Dziwna ona, dziwny on. Jak dwaj rozbitkowie na jednym ocenie moralnego zatracenia… On policjant, ona złodziejka. Powinni trzymać się od siebie z daleka, a jednak coś ich do siebie przyciąga. Jest niczym magnes, z którym trudno walczyć, nawet jeśli umysł mówi stanowcze NIE. Egzystują na dwóch różnych biegunach. Co się wydarzy, kiedy będą chcieli połączyć siły?
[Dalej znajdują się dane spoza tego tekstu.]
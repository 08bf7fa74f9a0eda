//! Tabular dataset normalization.
//!
//! Every backend (XLSX, CSV) hands its raw header and records to
//! [`Dataset::from_records`], which applies the same trimming, missing-value
//! and header rules regardless of the source format.

use serde::{Deserialize, Serialize};
use std::collections::{HashMap, HashSet};

/// Text that spreadsheet exports use for a missing value.
const MISSING_MARKER: &str = "nan";

/// An immutable, ordered set of rows sharing one column set.
#[derive(Debug, Clone, Default, PartialEq, Eq, Serialize, Deserialize)]
pub struct Dataset {
    columns: Vec<String>,
    rows: Vec<Vec<String>>,
}

impl Dataset {
    /// Build a dataset from a raw header row and raw data records.
    ///
    /// - Column names and cells are trimmed.
    /// - Blank or `nan` cells become the empty string.
    /// - Blank headers become `Unnamed: <index>`, duplicates get `.1`, `.2`, ...
    /// - Records are padded (or the header widened) so all rows share the column set.
    /// - Trailing records with no content are dropped.
    pub fn from_records(header: Vec<String>, records: Vec<Vec<String>>) -> Self {
        let width = records
            .iter()
            .map(Vec::len)
            .chain(std::iter::once(header.len()))
            .max()
            .unwrap_or(0);

        let mut raw_header = header;
        raw_header.resize(width, String::new());
        let columns = unique_columns(raw_header);

        let mut rows: Vec<Vec<String>> = records
            .into_iter()
            .map(|record| {
                let mut row: Vec<String> = record.iter().map(|c| normalize_cell(c)).collect();
                row.resize(width, String::new());
                row
            })
            .collect();

        while rows
            .last()
            .is_some_and(|row| row.iter().all(|v| v.is_empty()))
        {
            rows.pop();
        }

        Self { columns, rows }
    }

    /// Column names in source order.
    pub fn columns(&self) -> &[String] {
        &self.columns
    }

    /// Number of data rows.
    pub fn len(&self) -> usize {
        self.rows.len()
    }

    /// Whether the dataset has no data rows.
    pub fn is_empty(&self) -> bool {
        self.rows.is_empty()
    }

    /// Get the row at `index`.
    pub fn row(&self, index: usize) -> Option<Row<'_>> {
        self.rows.get(index).map(|values| Row {
            columns: &self.columns,
            values,
        })
    }

    /// Iterate rows in order.
    pub fn rows(&self) -> impl Iterator<Item = Row<'_>> {
        self.rows.iter().map(|values| Row {
            columns: &self.columns,
            values,
        })
    }
}

/// A borrowed view of one dataset row.
#[derive(Debug, Clone, Copy)]
pub struct Row<'a> {
    columns: &'a [String],
    values: &'a [String],
}

impl<'a> Row<'a> {
    /// Value for `column`, if the column exists.
    pub fn get(&self, column: &str) -> Option<&'a str> {
        self.columns
            .iter()
            .position(|c| c == column)
            .map(|i| self.values[i].as_str())
    }

    /// `(column, value)` pairs in column order.
    pub fn iter(&self) -> impl Iterator<Item = (&'a str, &'a str)> {
        self.columns
            .iter()
            .zip(self.values.iter())
            .map(|(c, v)| (c.as_str(), v.as_str()))
    }
}

/// Trim a raw cell and map missing markers to the empty string.
pub fn normalize_cell(raw: &str) -> String {
    let trimmed = raw.trim();
    if trimmed == MISSING_MARKER {
        String::new()
    } else {
        trimmed.to_string()
    }
}

fn unique_columns(raw: Vec<String>) -> Vec<String> {
    let trimmed: Vec<String> = raw
        .into_iter()
        .enumerate()
        .map(|(i, name)| {
            let name = name.trim();
            if name.is_empty() {
                format!("Unnamed: {}", i)
            } else {
                name.to_string()
            }
        })
        .collect();

    let mut taken: HashSet<String> = HashSet::with_capacity(trimmed.len());
    let mut seen: HashMap<String, usize> = HashMap::new();
    let mut columns = Vec::with_capacity(trimmed.len());

    for name in trimmed {
        let mut candidate = name.clone();
        if taken.contains(&candidate) {
            let counter = seen.entry(name.clone()).or_insert(0);
            loop {
                *counter += 1;
                candidate = format!("{}.{}", name, counter);
                if !taken.contains(&candidate) {
                    break;
                }
            }
        }
        taken.insert(candidate.clone());
        columns.push(candidate);
    }

    columns
}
Gdybym miała określić jednym słowem tę powieść, użyłabym słowa - nietypowa. I to w jak najbardziej pozytywnym tego słowa znaczeniu. Jest to jedna z tych historii, w której niczego nie jesteśmy w stanie przewidzieć, bowiem autorka bawi się formą, treścią, gatunkiem, wodząc nas za nos zarówno jeśli o kluczowe śledztwo chodzi, jak i w przypadku bliższego poznania postaci. Ich zrozumienia, dokonania dogłębnej analizy psychologicznej, co jednocześnie sama czyni, sprawiając, że są one dla nas jeszcze bardziej intrygujące.
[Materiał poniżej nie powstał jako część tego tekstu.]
//! PPTX template reader.

use crate::package::{
    extract_slide_number, parse_relationships, rel_types, rels_path_for, resolve_target, Package,
    Relationship,
};
use crate::slide::{parse_slide, SlideFrame};
use crate::xml::{attribute, child_elements};
use deckmerge_core::{Error, PageSize, ResourceKind, Result, Template};
use std::fs::File;
use std::io::{BufReader, Read, Seek};
use std::path::Path;

pub(crate) const PRESENTATION_PART: &str = "ppt/presentation.xml";

/// The reference slide: its part name, frame markup and relationships.
#[derive(Debug, Clone)]
pub(crate) struct ReferenceSlide {
    pub part: String,
    pub frame: SlideFrame,
    pub relationships: Vec<Relationship>,
}

/// An opened PPTX template.
///
/// Holds the whole package so the writer can reuse masters, layouts, themes
/// and media, plus the parsed first slide.
#[derive(Debug, Clone)]
pub struct PptxTemplate {
    pub(crate) package: Package,
    pub(crate) reference: Option<ReferenceSlide>,
    slide_parts: Vec<String>,
    template: Template,
}

impl PptxTemplate {
    /// Open a template from disk.
    pub fn open(path: &Path) -> Result<Self> {
        if !path.exists() {
            return Err(Error::ResourceNotFound {
                kind: ResourceKind::Template,
                path: path.to_path_buf(),
            });
        }
        let file = File::open(path)?;
        Self::from_reader(BufReader::new(file))
    }

    /// Read a template from any seekable reader.
    pub fn from_reader<R: Read + Seek>(reader: R) -> Result<Self> {
        let package = Package::from_reader(reader)?;

        let presentation = package.read_string(PRESENTATION_PART).map_err(|_| {
            Error::Template(format!("not a presentation: missing {}", PRESENTATION_PART))
        })?;
        let page_size = read_page_size(&presentation)?;

        let slide_parts = slide_order(&package, &presentation)?;
        log::debug!("Template has {} slide(s)", slide_parts.len());

        let (reference, reference_page) = match slide_parts.first() {
            Some(part) => {
                let xml = package.read_string(part)?;
                let (frame, page) = parse_slide(&xml)?;
                let rels_part = rels_path_for(part);
                let relationships = if package.contains(&rels_part) {
                    parse_relationships(&package.read_string(&rels_part)?)?
                } else {
                    Vec::new()
                };
                log::debug!("Using {} as reference slide ({} shapes)", part, page.shapes.len());
                (
                    Some(ReferenceSlide {
                        part: part.clone(),
                        frame,
                        relationships,
                    }),
                    Some(page),
                )
            }
            None => (None, None),
        };

        Ok(Self {
            package,
            reference,
            slide_parts,
            template: Template::new(page_size, reference_page),
        })
    }

    /// The template model: page size and reference page.
    pub fn template(&self) -> &Template {
        &self.template
    }

    /// Number of slides in the template.
    pub fn slide_count(&self) -> usize {
        self.slide_parts.len()
    }

    /// Slide part names in presentation order.
    pub fn slide_parts(&self) -> &[String] {
        &self.slide_parts
    }
}

/// Page size from `p:sldSz`, falling back to the 4:3 default.
fn read_page_size(presentation: &str) -> Result<PageSize> {
    let default = PageSize::default();
    let Some(size) = child_elements(presentation)?
        .into_iter()
        .find(|n| n.name == "sldSz")
    else {
        return Ok(default);
    };

    let read = |name: &str, fallback: i64| -> Result<i64> {
        Ok(attribute(size.raw, name)?
            .and_then(|v| v.parse().ok())
            .unwrap_or(fallback))
    };

    Ok(PageSize {
        width: read("cx", default.width)?,
        height: read("cy", default.height)?,
    })
}

/// Slide part names in presentation order.
///
/// Order comes from `p:sldIdLst`; if the list is missing, slide
/// relationships are ordered by the number in their id or target.
fn slide_order(package: &Package, presentation: &str) -> Result<Vec<String>> {
    let rels_path = rels_path_for(PRESENTATION_PART);
    let relationships = parse_relationships(&package.read_string(&rels_path)?)?;
    let slide_rels: Vec<&Relationship> = relationships
        .iter()
        .filter(|r| r.is(rel_types::SLIDE))
        .collect();

    let mut ordered = Vec::new();
    if let Some(list) = child_elements(presentation)?
        .into_iter()
        .find(|n| n.name == "sldIdLst")
    {
        for entry in child_elements(list.raw)? {
            // `r:id` shares its local name with the numeric `id`; only the prefixed one is a rel id.
            let rel_id = crate::xml::attributes(entry.raw)?
                .into_iter()
                .find(|(k, _)| k.contains(':') && k.ends_with(":id"))
                .map(|(_, v)| v);
            if let Some(rel) = rel_id.and_then(|id| slide_rels.iter().find(|r| r.id == id)) {
                ordered.push(resolve_target(PRESENTATION_PART, &rel.target));
            }
        }
    }

    if ordered.is_empty() && !slide_rels.is_empty() {
        let mut slides: Vec<(String, Option<usize>)> = slide_rels
            .iter()
            .map(|r| {
                let order = extract_slide_number(&r.id).or_else(|| extract_slide_number(&r.target));
                (resolve_target(PRESENTATION_PART, &r.target), order)
            })
            .collect();

        slides.sort_by(|a, b| match (a.1, b.1) {
            (Some(na), Some(nb)) => na.cmp(&nb),
            (Some(_), None) => std::cmp::Ordering::Less,
            (None, Some(_)) => std::cmp::Ordering::Greater,
            (None, None) => a.0.cmp(&b.0),
        });
        ordered = slides.into_iter().map(|(path, _)| path).collect();
    }

    Ok(ordered)
}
I myślę, że to właśnie kreacja postaci jest mocną stroną książki. Na pierwszy plan wysuwa się Karski, ale i Aurora zdaje się mieć niejedno do ukrycia… Chociaż emocjonalna część fabuły oscyluje wokół rozwijającej się między tą dwójką relacji, to moją uwagę przykuwał jednak policjant. To, w jaki sposób próbuje połączyć wykonywanie swoich obowiązków z tym, co trawi go niejako od wewnątrz, a co rzuca go w odmęty psychologicznego mroku… A ten nieustannie mu towarzyszy, nie pozwalając na oddech. Czytając, śledzimy jego poczynania, ale jednocześnie odbywamy podróż do jego wnętrza. I jest ona naprawdę fascynująca, zwłaszcza że autorka odkrywa karty niespiesznie.
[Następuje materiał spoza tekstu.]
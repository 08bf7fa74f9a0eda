//! Progress reporting to an external logging sink.

/// Receives single-line, human-readable progress messages.
pub trait LogSink {
    /// Record one progress line.
    fn line(&mut self, message: &str);
}

impl<F> LogSink for F
where
    F: FnMut(&str),
{
    fn line(&mut self, message: &str) {
        self(message)
    }
}

/// A sink that discards every line.
#[derive(Debug, Default, Clone, Copy)]
pub struct NullSink;

impl LogSink for NullSink {
    fn line(&mut self, _message: &str) {}
}

/// A sink that keeps every line, mostly useful in tests.
#[derive(Debug, Default, Clone)]
pub struct MemorySink {
    pub lines: Vec<String>,
}

impl LogSink for MemorySink {
    fn line(&mut self, message: &str) {
        self.lines.push(message.to_string());
    }
}

/// Send a line to both the `log` facade and the sink.
pub fn emit(sink: &mut dyn LogSink, message: &str) {
    log::info!("{}", message);
    sink.line(message);
}

#[cfg(test)]
mod tests {
    use super::*;

    #[test]
    fn test_closure_sink() {
        let mut seen = Vec::new();
        {
            let mut sink = |line: &str| seen.push(line.to_uppercase());
            emit(&mut sink, "hello");
        }
        assert_eq!(seen, vec!["HELLO"]);
    }

    #[test]
    fn test_memory_sink() {
        let mut sink = MemorySink::default();
        emit(&mut sink, "a");
        emit(&mut sink, "b");
        assert_eq!(sink.lines, vec!["a", "b"]);
    }
}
Na uwagę na pewno zasługuje ta dwójka także w kontekście romantycznej konfiguracji. Bo chociaż wydają się do siebie zupełnie nie pasować, to jest coś, co ich łączy. Co sprawia, że wraz z rozwojem fabuły, zbliżają się do siebie. Nawet jeśli tego nie planowali, nawet tego nie chcieli… Czy ma na to wpływ fascynacja sprawą rozkładaną na czynniki pierwsze, czy fakt, że egzystują na marginesie życia społecznego, a może to, że oboje mają za sobą trudną przeszłość? Można się jedynie domyślać. Niezależnie od powodów podobała mi się kreacja tego związku-nie związku opartego na warunkowym zaufaniu, wzajemnym przekomarzaniu się, sarkazmie, a także wyczuwalnym w powietrzu przyciąganiu.
Podsumowując:
„Księżycowa zagadka” to nie tylko udana kompilacja kryminału z obyczajówką, ale powieść, która niemal od pierwszych stron otula nas mrokiem, wywołuje subtelne dreszcze i sprawia, że czujemy się niczym w labiryncie tajemnic i sekretów. To z jednej strony, nietypowa podróż po zakamarkach Krakowa, a z drugiej, wciągająca intryga kryminalna, która przynosi zaskakujący finał. To nie tylko opowieść o śledztwie, ale także ciekawie odmalowane portrety psychologiczne postaci. I to właśnie ów psychologiczny sznyt dodaje powieści nieco innego wymiaru, wykraczając tym samym poza ramy pożenionych gatunków. Historia nieoczywista, momentami zagmatwana, niedająca nam odetchnąć nawet na chwilę, mimo niespiesznej akcji. Obraz ludzkich słabości, traum, które czasem trawią nas niczym trucizna. Opowieść o niełatwych wyborach, rodzinnych tajemnicach oraz złu, które często ma zupełnie nieoczywiste oblicze.